What if Kristen needed me and i wasn’t there? At this point, her family had stopped trusting her – she was stealing money from them and lying constantly. And what was i supposed to do when they called me, her best friend, to make sure she didn’t lie when she said she was going to my house and i had no idea where she actually was? I felt guilty, like i had to be there for her because if i wasn’t, who else would be? She had made it so she had no one else. and with the path she was headed down, i couldn’t very well abandon her.

It was a stressful experience, being her friend, and she started making me feel bad about myself. A friend is supposed to be someone you go to to get encouragement and to help you feel confident and happy in your own skin. She was doing the exact opposite. I came home from seeing her every time feeling worse about myself. I felt like the ugly friend, always. Like the fat friend, always. Like the one who wasn’t worth the time of day. All i wanted was a friend. and i had one, only to have her change into a completely different person throughout high school.

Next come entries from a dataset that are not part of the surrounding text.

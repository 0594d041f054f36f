// エンジンの入力単位: ソース種別の判定、ページ単位、呼び出し側のページ指示

use std::path::Path;

use crate::config::level::{CompressionLevel, Rotation};
use crate::pdf::image_xobject::guess_image_format;
use crate::pdf::reader::SourceDocument;

/// PDFヘッダを探す範囲。先頭にゴミが付いたPDFも受け付ける。
const PDF_HEADER_SEARCH_LEN: usize = 1024;

/// 画像として扱う拡張子（マジックバイトで判定できない場合の補助）。
const IMAGE_EXTENSIONS: &[&str] = &[
    "jpg", "jpeg", "png", "gif", "bmp", "tif", "tiff", "webp", "pnm", "pbm", "pgm", "ppm",
];

#[derive(Debug, Clone, Copy, PartialEq, Eq, Hash)]
pub enum SourceKind {
    Pdf,
    Image,
}

impl SourceKind {
    /// マジックバイトで種別を判定する。判定できなければファイル名の拡張子を見る。
    pub fn detect(bytes: &[u8], file_name: Option<&Path>) -> Option<Self> {
        let head = &bytes[..bytes.len().min(PDF_HEADER_SEARCH_LEN)];
        if head.windows(5).any(|w| w == b"%PDF-") {
            return Some(Self::Pdf);
        }
        if guess_image_format(bytes).is_some() {
            return Some(Self::Image);
        }

        let ext = file_name?
            .extension()?
            .to_str()?
            .to_ascii_lowercase();
        if ext == "pdf" {
            Some(Self::Pdf)
        } else if IMAGE_EXTENSIONS.contains(&ext.as_str()) {
            Some(Self::Image)
        } else {
            None
        }
    }

    pub fn as_str(self) -> &'static str {
        match self {
            Self::Pdf => "pdf",
            Self::Image => "image",
        }
    }
}

/// 1つの入力ファイル（借用）。
#[derive(Debug, Clone, Copy)]
pub struct SourceInput<'a> {
    pub bytes: &'a [u8],
    pub kind: SourceKind,
}

impl<'a> SourceInput<'a> {
    pub fn new(bytes: &'a [u8], kind: SourceKind) -> Self {
        Self { bytes, kind }
    }

    pub fn pdf(bytes: &'a [u8]) -> Self {
        Self::new(bytes, SourceKind::Pdf)
    }

    pub fn image(bytes: &'a [u8]) -> Self {
        Self::new(bytes, SourceKind::Image)
    }

    /// ページ単位に切り出す。画像では `page_index` は無視される。
    pub fn unit(&self, page_index: u32) -> PageUnit<'a> {
        PageUnit {
            bytes: self.bytes,
            kind: self.kind,
            page_index,
        }
    }
}

/// 圧縮の対象単位: PDFの1ページ、または画像1枚。
#[derive(Debug, Clone, Copy)]
pub struct PageUnit<'a> {
    pub bytes: &'a [u8],
    pub kind: SourceKind,
    /// 0始まり。画像では無視される。
    pub page_index: u32,
}

impl<'a> PageUnit<'a> {
    pub fn pdf_page(bytes: &'a [u8], page_index: u32) -> Self {
        Self {
            bytes,
            kind: SourceKind::Pdf,
            page_index,
        }
    }

    pub fn image(bytes: &'a [u8]) -> Self {
        Self {
            bytes,
            kind: SourceKind::Image,
            page_index: 0,
        }
    }

    pub fn source(&self) -> SourceInput<'a> {
        SourceInput::new(self.bytes, self.kind)
    }
}

/// 読み込み済みの入力。PDFは一度だけパースし、複数ページで共有する。
pub enum LoadedSource<'a> {
    Pdf(SourceDocument<'a>),
    Image(&'a [u8]),
}

impl<'a> LoadedSource<'a> {
    /// PDFをパースする（暗号化PDFは空パスワードで復号）。画像はデコードを遅延する。
    pub fn load(input: &SourceInput<'a>) -> crate::error::Result<Self> {
        match input.kind {
            SourceKind::Pdf => Ok(Self::Pdf(SourceDocument::load(input.bytes)?)),
            SourceKind::Image => Ok(Self::Image(input.bytes)),
        }
    }

    /// ページ数。画像は常に1。
    pub fn page_count(&self) -> u32 {
        match self {
            Self::Pdf(source) => source.page_count(),
            Self::Image(_) => 1,
        }
    }

    pub fn contains_page(&self, page_index: u32) -> bool {
        match self {
            Self::Pdf(source) => page_index < source.page_count(),
            Self::Image(_) => true,
        }
    }

    pub fn kind(&self) -> SourceKind {
        match self {
            Self::Pdf(_) => SourceKind::Pdf,
            Self::Image(_) => SourceKind::Image,
        }
    }
}

/// 呼び出し側が持つページ指示。エンジンは読むだけ。
#[derive(Debug, Clone, Copy, PartialEq, Eq)]
pub struct PageDirective {
    /// `sources` スライス内の位置
    pub source: usize,
    /// 0始まり。画像では無視される。
    pub page_index: u32,
    pub rotation: Rotation,
    pub level: CompressionLevel,
    pub keep: bool,
}

impl PageDirective {
    pub fn new(source: usize, page_index: u32) -> Self {
        Self {
            source,
            page_index,
            rotation: Rotation::R0,
            level: CompressionLevel::None,
            keep: true,
        }
    }

    pub fn with_level(mut self, level: CompressionLevel) -> Self {
        self.level = level;
        self
    }

    pub fn with_rotation(mut self, rotation: Rotation) -> Self {
        self.rotation = rotation;
        self
    }

    pub fn dropped(mut self) -> Self {
        self.keep = false;
        self
    }
}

After we graduated, neither of us went to college right away. I had hoped, so much, that we would be able to part ways after high school peacefully and naturally, and that i wouldn’t have to be the douchebag friend that “needs to talk about something” with her. but that never happened.

Now, a year after high school, shes finally finally moved away. Not for college, but for personal reasons. I’ve never felt more relieved. Shes been gone about 4 days and contacted me directly for the first time after various instagram tags. I was at work and had to ignore it but when i texted her asking if it was something important and she said no, it felt good. It felt good to know that if i don’t want to, i don’t have to call her back.  I don’t have to keep in contact with her. I can be my own person and make my own friends and i can once again feel good when i look in the mirror. I feel good. Its a nice change.  But it is weird. I don’t feel like its a big loss. Sure, i cried at first when i thought about my best friend leaving. but I’m actually happy. and not only for myself, hopefully, this will be a good change for her, too.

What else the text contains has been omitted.